*** Raw data ***

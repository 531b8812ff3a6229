//! Scheduled-task execution.
//!
//! The scheduler has already advanced `next_run`; this module owns the run
//! itself: folder validation, snapshot writing, container invocation with
//! the single-turn close delay, the run log, and completion of one-shot
//! tasks.

use std::sync::Arc;
use std::time::Instant;

use courier_core::{ContainerStatus, ScheduledTask, TaskRunLog, now_ts, validate_folder_name};
use tokio::sync::Mutex;
use tracing::{error, info, warn};

use crate::dispatch::DispatchDeps;
use crate::runner::{AgentSignal, OutputCallback, RunRequest, run_container_agent};
use crate::scheduler::{TaskCallback, result_summary};

/// Build the scheduler's dispatch callback: each due task becomes a queue
/// job serialized behind the group's other work.
pub fn build_task_callback(deps: Arc<DispatchDeps>) -> TaskCallback {
    Box::new(move |task: ScheduledTask| {
        let deps = deps.clone();
        let chat_jid = task.chat_jid.clone();
        let task_id = task.id.clone();
        tokio::spawn(async move {
            let queue = deps.queue.clone();
            let run_deps = deps.clone();
            queue
                .enqueue_task(
                    &chat_jid,
                    &task_id,
                    Box::new(move || {
                        Box::pin(async move {
                            run_scheduled_task(&run_deps, task).await;
                        })
                    }),
                )
                .await;
        });
    })
}

/// Execute one scheduled task inside a container and record the outcome.
pub async fn run_scheduled_task(deps: &Arc<DispatchDeps>, task: ScheduledTask) {
    let start = Instant::now();

    // A task that reaches the front of its queue inside quiet hours is
    // re-armed instead of run; the scheduler picks it up again on the first
    // tick after the quiet period ends.
    if deps.is_quiet_now() {
        info!(task_id = task.id.as_str(), "quiet hours: re-arming task without running");
        if let Err(e) = deps.store.advance_task_next_run(&task.id, Some(&now_ts())) {
            warn!(task_id = task.id.as_str(), err = %e, "failed to re-arm task");
        }
        return;
    }

    // Malformed rows (e.g. an out-of-sandbox folder) are paused, not
    // retried: pausing stops the churn without deleting operator data.
    if let Err(e) = validate_folder_name(&task.group_folder) {
        error!(
            task_id = task.id.as_str(),
            group_folder = task.group_folder.as_str(),
            err = %e,
            "task has invalid group folder, pausing"
        );
        if let Err(e) = deps.store.set_task_status(&task.id, "paused") {
            warn!(task_id = task.id.as_str(), err = %e, "failed to pause task");
        }
        record_run(deps, &task, start, None, Some(&format!("invalid group folder: {e}"))).await;
        return;
    }

    // Group-context tasks resume the group's live session; isolated tasks
    // start clean.
    let session_id = if task.context_mode == "group" {
        let sessions = deps.sessions.read().await;
        sessions.get(&task.group_folder).cloned()
    } else {
        None
    };

    let (tasks_snapshot, groups_snapshot) = deps.build_snapshots(&task.group_folder, false).await;

    let request = RunRequest {
        prompt: task.prompt.clone(),
        session_id,
        group_folder: task.group_folder.clone(),
        chat_jid: task.chat_jid.clone(),
        is_main: false,
        is_scheduled_task: true,
        assistant_name: Some(deps.assistant_name.clone()),
        tasks_snapshot,
        groups_snapshot,
    };

    let result_text: Arc<Mutex<Option<String>>> = Arc::new(Mutex::new(None));
    let error_text: Arc<Mutex<Option<String>>> = Arc::new(Mutex::new(None));
    let on_output = build_task_callback_stream(
        deps,
        &task,
        result_text.clone(),
        error_text.clone(),
    );
    let notify = crate::dispatch::notify_fn(deps, &task.chat_jid);

    info!(
        task_id = task.id.as_str(),
        group_folder = task.group_folder.as_str(),
        "running scheduled task"
    );

    let run = run_container_agent(
        &request,
        &deps.runner_config,
        &deps.creds,
        &deps.queue,
        Some(Arc::new(on_output)),
        &notify,
    )
    .await;

    let streamed_result = result_text.lock().await.clone();
    let streamed_error = error_text.lock().await.clone();

    let (final_result, final_error) = match run {
        Ok(run_result) => {
            if let Some(ref sid) = run_result.output.new_session_id {
                deps.save_session(&task.group_folder, sid).await;
            }
            if run_result.output.status == ContainerStatus::Error {
                let err = streamed_error
                    .or(run_result.output.error)
                    .unwrap_or_else(|| "unknown error".into());
                (streamed_result, Some(err))
            } else {
                (streamed_result, None)
            }
        }
        Err(e) => {
            error!(task_id = task.id.as_str(), err = %e, "task container error");
            (streamed_result, Some(e.to_string()))
        }
    };

    if let Some(ref err) = final_error {
        let jid = deps.notify_jid(&task.chat_jid).await;
        let notice = format!("system: scheduled task \"{}\" failed: {err}", task.id);
        if let Err(e) = deps.channel.send_message(&jid, &notice).await {
            warn!(err = %e, "failed to send task failure notice");
        }
    }

    record_run(deps, &task, start, final_result.as_deref(), final_error.as_deref()).await;
}

fn build_task_callback_stream(
    deps: &Arc<DispatchDeps>,
    task: &ScheduledTask,
    result_text: Arc<Mutex<Option<String>>>,
    error_text: Arc<Mutex<Option<String>>>,
) -> OutputCallback {
    let deps = deps.clone();
    let chat_jid = task.chat_jid.clone();
    let group_folder = task.group_folder.clone();

    Box::new(move |signal: AgentSignal| {
        let deps = deps.clone();
        let chat_jid = chat_jid.clone();
        let group_folder = group_folder.clone();
        let result_text = result_text.clone();
        let error_text = error_text.clone();

        Box::pin(async move {
            match signal {
                AgentSignal::Session { session_id } => {
                    deps.save_session(&group_folder, &session_id).await;
                }
                AgentSignal::Result { text } => {
                    if let Err(e) = deps.channel.send_message(&chat_jid, &text).await {
                        error!(err = %e, "failed to deliver task output");
                    }
                    *result_text.lock().await = Some(text);
                }
                AgentSignal::Terminal { status, error } => match status {
                    ContainerStatus::Success => {
                        deps.queue.notify_idle(&chat_jid).await;
                    }
                    ContainerStatus::Error => {
                        *error_text.lock().await =
                            Some(error.unwrap_or_else(|| "unknown error".into()));
                    }
                },
            }
        })
    })
}

/// Run log plus task-row bookkeeping; one-shot tasks complete here.
async fn record_run(
    deps: &Arc<DispatchDeps>,
    task: &ScheduledTask,
    start: Instant,
    result: Option<&str>,
    error: Option<&str>,
) {
    let duration_ms = start.elapsed().as_millis() as i64;
    let status = if error.is_some() { "error" } else { "success" };

    let log = TaskRunLog {
        task_id: task.id.clone(),
        run_at: now_ts(),
        duration_ms,
        status: status.into(),
        result: result.map(|s| s.to_string()),
        error: error.map(|s| s.to_string()),
    };
    if let Err(e) = deps.store.log_task_run(&log) {
        error!(task_id = task.id.as_str(), err = %e, "failed to log task run");
    }

    let summary = result_summary(result, error);
    let complete = task.schedule_type == "once" && error.is_none();
    if let Err(e) = deps.store.record_task_outcome(&task.id, &summary, complete) {
        error!(task_id = task.id.as_str(), err = %e, "failed to record task outcome");
    }

    info!(
        task_id = task.id.as_str(),
        status,
        duration_ms,
        "scheduled task finished"
    );
}

#[cfg(test)]
mod tests {
    use super::*;
    use crate::channel::NullChannel;
    use crate::credentials::StaticCredentials;
    use crate::queue::GroupQueue;
    use crate::status_tracker::StatusTracker;
    use courier_core::Store;
    use std::collections::HashMap;
    use std::time::Duration;
    use tokio::sync::RwLock;

    fn deps(store: Store, channel: Arc<NullChannel>) -> Arc<DispatchDeps> {
        let tracker = Arc::new(StatusTracker::new(store.clone(), channel.clone()));
        Arc::new(DispatchDeps {
            store,
            queue: Arc::new(GroupQueue::new(1, "docker".into())),
            groups: Arc::new(RwLock::new(HashMap::new())),
            sessions: Arc::new(RwLock::new(HashMap::new())),
            channel,
            tracker,
            creds: Arc::new(StaticCredentials::new(&[])),
            runner_config: crate::runner::RunnerConfig {
                runtime_bin: "docker".into(),
                image: "courier-agent:latest".into(),
                groups_dir: std::env::temp_dir(),
                data_dir: std::env::temp_dir(),
                timezone: "UTC".into(),
                idle_timeout: Duration::from_secs(60),
                task_close_delay: Duration::from_secs(1),
            },
            assistant_name: "Marlow".into(),
            main_group_folder: "main".into(),
            quiet: Arc::new(courier_core::QuietSchedule::new("UTC", &[])),
            quiet_enabled: false,
        })
    }

    fn bad_folder_task() -> ScheduledTask {
        ScheduledTask {
            id: "t-bad".into(),
            group_folder: "../escape".into(),
            chat_jid: "tg:1".into(),
            prompt: "p".into(),
            schedule_type: "interval".into(),
            schedule_value: "60000".into(),
            context_mode: "isolated".into(),
            next_run: None,
            last_run: None,
            last_result: None,
            status: "active".into(),
            created_at: now_ts(),
        }
    }

    #[tokio::test]
    async fn invalid_folder_pauses_task_and_logs_error_run() {
        let store = Store::open_in_memory().unwrap();
        let channel = Arc::new(NullChannel::default());
        let deps = deps(store.clone(), channel);

        let task = bad_folder_task();
        store.create_task(&task).unwrap();

        run_scheduled_task(&deps, task).await;

        let loaded = store.get_task_by_id("t-bad").unwrap().unwrap();
        assert_eq!(loaded.status, "paused");
        assert!(loaded
            .last_result
            .as_deref()
            .unwrap()
            .starts_with("Error: invalid group folder"));
    }
}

*** End of Raw data ***

* Task objective *
The result should be every line that contains "tokio", copied from the entries.

* Output *
use tokio::sync::Mutex;
        tokio::spawn(async move {
    use tokio::sync::RwLock;
    #[tokio::test]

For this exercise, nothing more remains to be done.